◆ Exercise
Out of the data below, copy every line with the string "Deserialize".

# # # #

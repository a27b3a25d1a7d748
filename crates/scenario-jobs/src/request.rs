use serde::Deserialize;
use serde_json::Value;

/// Default `p` used when the request omits it or sends a value that cannot
/// be coerced to an integer (S5: "invalid coverage defaults and the job
/// proceeds" — the same leniency applies to `p`).
pub const DEFAULT_P: i64 = 5;

/// Default coverage radius, in miles, under the same leniency.
pub const DEFAULT_COVERAGE_MILES: f64 = 5.0;

fn default_true() -> bool {
    true
}

/// The `POST /api/scenarios/run` request body. `p` and `coverage_miles` are
/// kept as raw JSON values rather than typed numbers: a non-numeric value
/// for either is coerced to its default rather than rejected, so the field
/// must survive deserialization even when it's the string `"abc"`.
#[derive(Debug, Deserialize)]
pub struct ScenarioRequest {
    #[serde(rename = "scenarioName")]
    pub scenario_name: String,
    #[serde(default)]
    pub email: Option<String>,
    #[serde(rename = "notifyEmail", default = "default_true")]
    pub notify_email: bool,
    #[serde(rename = "demandMetric")]
    pub demand_metric: String,
    #[serde(default)]
    pub p: Option<Value>,
    #[serde(rename = "coverageMiles", default)]
    pub coverage_miles: Option<Value>,
    #[serde(default)]
    pub model: Option<String>,
    #[serde(rename = "candidateSites", default)]
    pub candidate_sites: Option<Value>,
}

/// Coerces a JSON value to a positive facility count, defaulting on
/// anything that doesn't parse cleanly rather than rejecting the request.
pub fn coerce_p(value: &Option<Value>) -> i64 {
    let parsed = match value {
        Some(Value::Number(n)) => n.as_i64(),
        Some(Value::String(s)) => s.trim().parse::<i64>().ok(),
        _ => None,
    };
    match parsed {
        Some(p) if p >= 1 => p,
        _ => DEFAULT_P,
    }
}

/// Coerces a JSON value to a coverage radius in miles, under the same
/// default-on-failure rule as [`coerce_p`].
pub fn coerce_coverage_miles(value: &Option<Value>) -> f64 {
    let parsed = match value {
        Some(Value::Number(n)) => n.as_f64(),
        Some(Value::String(s)) => s.trim().parse::<f64>().ok(),
        _ => None,
    };
    match parsed {
        Some(r) if r.is_finite() && r > 0.0 => r,
        _ => DEFAULT_COVERAGE_MILES,
    }
}

#[cfg(test)]
mod tests {
    use super::*;

    #[test]
    fn numeric_p_passes_through() {
        assert_eq!(coerce_p(&Some(Value::from(3))), 3);
    }

    #[test]
    fn non_numeric_p_defaults() {
        assert_eq!(coerce_p(&Some(Value::String("abc".to_string()))), DEFAULT_P);
    }

    #[test]
    fn non_numeric_coverage_defaults() {
        assert_eq!(coerce_coverage_miles(&Some(Value::String("abc".to_string()))), DEFAULT_COVERAGE_MILES);
    }

    #[test]
    fn numeric_string_coverage_parses() {
        assert_eq!(coerce_coverage_miles(&Some(Value::String("7.5".to_string()))), 7.5);
    }

    #[test]
    fn missing_value_defaults() {
        assert_eq!(coerce_p(&None), DEFAULT_P);
        assert_eq!(coerce_coverage_miles(&None), DEFAULT_COVERAGE_MILES);
    }
}
use std::path::{Path, PathBuf};

use lettre::message::{header::ContentType, Attachment, MultiPart, SinglePart};
use lettre::transport::smtp::authentication::Credentials;
use lettre::{Message, SmtpTransport, Transport};
use tracing::{info, warn};

/// SMTP settings read from the environment. Absent when `SMTP_HOST` is
/// unset — callers treat `None` as "notification disabled", never an error.
#[derive(Debug, Clone)]
pub struct SmtpConfig {
    pub host: String,
    pub port: u16,
    pub user: String,
    pub password: String,
    pub from_address: String,
}

impl SmtpConfig {
    /// `None` unless `SMTP_HOST`, `SMTP_USER`, and `SMTP_PASSWORD` are all
    /// set to a non-blank value — a host with no credentials is not
    /// "configured", it just fails every send.
    pub fn from_env() -> Option<Self> {
        let host = non_blank_env("SMTP_HOST")?;
        let user = non_blank_env("SMTP_USER")?;
        let password = non_blank_env("SMTP_PASSWORD")?;
        Some(SmtpConfig {
            host,
            port: std::env::var("SMTP_PORT").ok().and_then(|p| p.parse().ok()).unwrap_or(587),
            user,
            password,
            from_address: std::env::var("SMTP_FROM").unwrap_or_else(|_| "noreply@localhost".to_string()),
        })
    }
}

fn non_blank_env(key: &str) -> Option<String> {
    std::env::var(key).ok().filter(|v| !v.trim().is_empty())
}

/// Sends a completion email with a textual summary and whichever of the six
/// result artifacts are present on disk, as attachments. Every failure path
/// here is logged and swallowed — a notification error is never allowed to
/// flip a completed job back to failed.
pub fn notify_completion(
    config: &SmtpConfig,
    to_address: &str,
    scenario_name: &str,
    summary: &str,
    artifact_paths: &[PathBuf],
) {
    let message = match build_message(config, to_address, scenario_name, summary, artifact_paths) {
        Ok(message) => message,
        Err(e) => {
            warn!(error = %e, "failed to build completion email, skipping notification");
            return;
        }
    };
    send(config, message);
}

fn build_message(
    config: &SmtpConfig,
    to_address: &str,
    scenario_name: &str,
    summary: &str,
    artifact_paths: &[PathBuf],
) -> Result<Message, Box<dyn std::error::Error>> {
    let mut multipart = MultiPart::mixed()
        .singlepart(SinglePart::builder().header(ContentType::TEXT_PLAIN).body(summary.to_string()));

    for path in artifact_paths {
        match std::fs::read(path) {
            Ok(bytes) => {
                let filename = path.file_name().and_then(|n| n.to_str()).unwrap_or("attachment").to_string();
                multipart = multipart.singlepart(Attachment::new(filename).body(bytes, guess_content_type(path)));
            }
            Err(e) => warn!(path = %path.display(), error = %e, "artifact missing, omitting from email"),
        }
    }

    let message = Message::builder()
        .from(config.from_address.parse()?)
        .to(to_address.parse()?)
        .subject(format!("Scenario results: {scenario_name}"))
        .multipart(multipart)?;
    Ok(message)
}

fn guess_content_type(path: &Path) -> ContentType {
    match path.extension().and_then(|e| e.to_str()) {
        Some("png") => ContentType::parse("image/png").unwrap_or(ContentType::TEXT_PLAIN),
        Some("json") => ContentType::parse("application/json").unwrap_or(ContentType::TEXT_PLAIN),
        _ => ContentType::TEXT_PLAIN,
    }
}

fn send(config: &SmtpConfig, message: Message) {
    let creds = Credentials::new(config.user.clone(), config.password.clone());
    let transport = match SmtpTransport::relay(&config.host) {
        Ok(builder) => builder.port(config.port).credentials(creds).build(),
        Err(e) => {
            warn!(error = %e, "failed to construct smtp transport, skipping notification");
            return;
        }
    };
    match transport.send(&message) {
        Ok(_) => info!("sent scenario completion email"),
        Err(e) => warn!(error = %e, "failed to send scenario completion email"),
    }
}

#[cfg(test)]
mod tests {
    use super::*;

    #[test]
    fn missing_smtp_host_disables_notification() {
        std::env::remove_var("SMTP_HOST");
        std::env::remove_var("SMTP_USER");
        std::env::remove_var("SMTP_PASSWORD");
        assert!(SmtpConfig::from_env().is_none());
    }

    #[test]
    fn host_without_credentials_does_not_count_as_configured() {
        std::env::set_var("SMTP_HOST", "smtp.example.com");
        std::env::remove_var("SMTP_USER");
        std::env::remove_var("SMTP_PASSWORD");
        assert!(SmtpConfig::from_env().is_none());
        std::env::remove_var("SMTP_HOST");
    }

    #[test]
    fn host_user_and_password_together_are_configured() {
        std::env::set_var("SMTP_HOST", "smtp.example.com");
        std::env::set_var("SMTP_USER", "bot");
        std::env::set_var("SMTP_PASSWORD", "secret");
        assert!(SmtpConfig::from_env().is_some());
        std::env::remove_var("SMTP_HOST");
        std::env::remove_var("SMTP_USER");
        std::env::remove_var("SMTP_PASSWORD");
    }
}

# # # #

◆ Solution
use serde::Deserialize;
#[derive(Debug, Deserialize)]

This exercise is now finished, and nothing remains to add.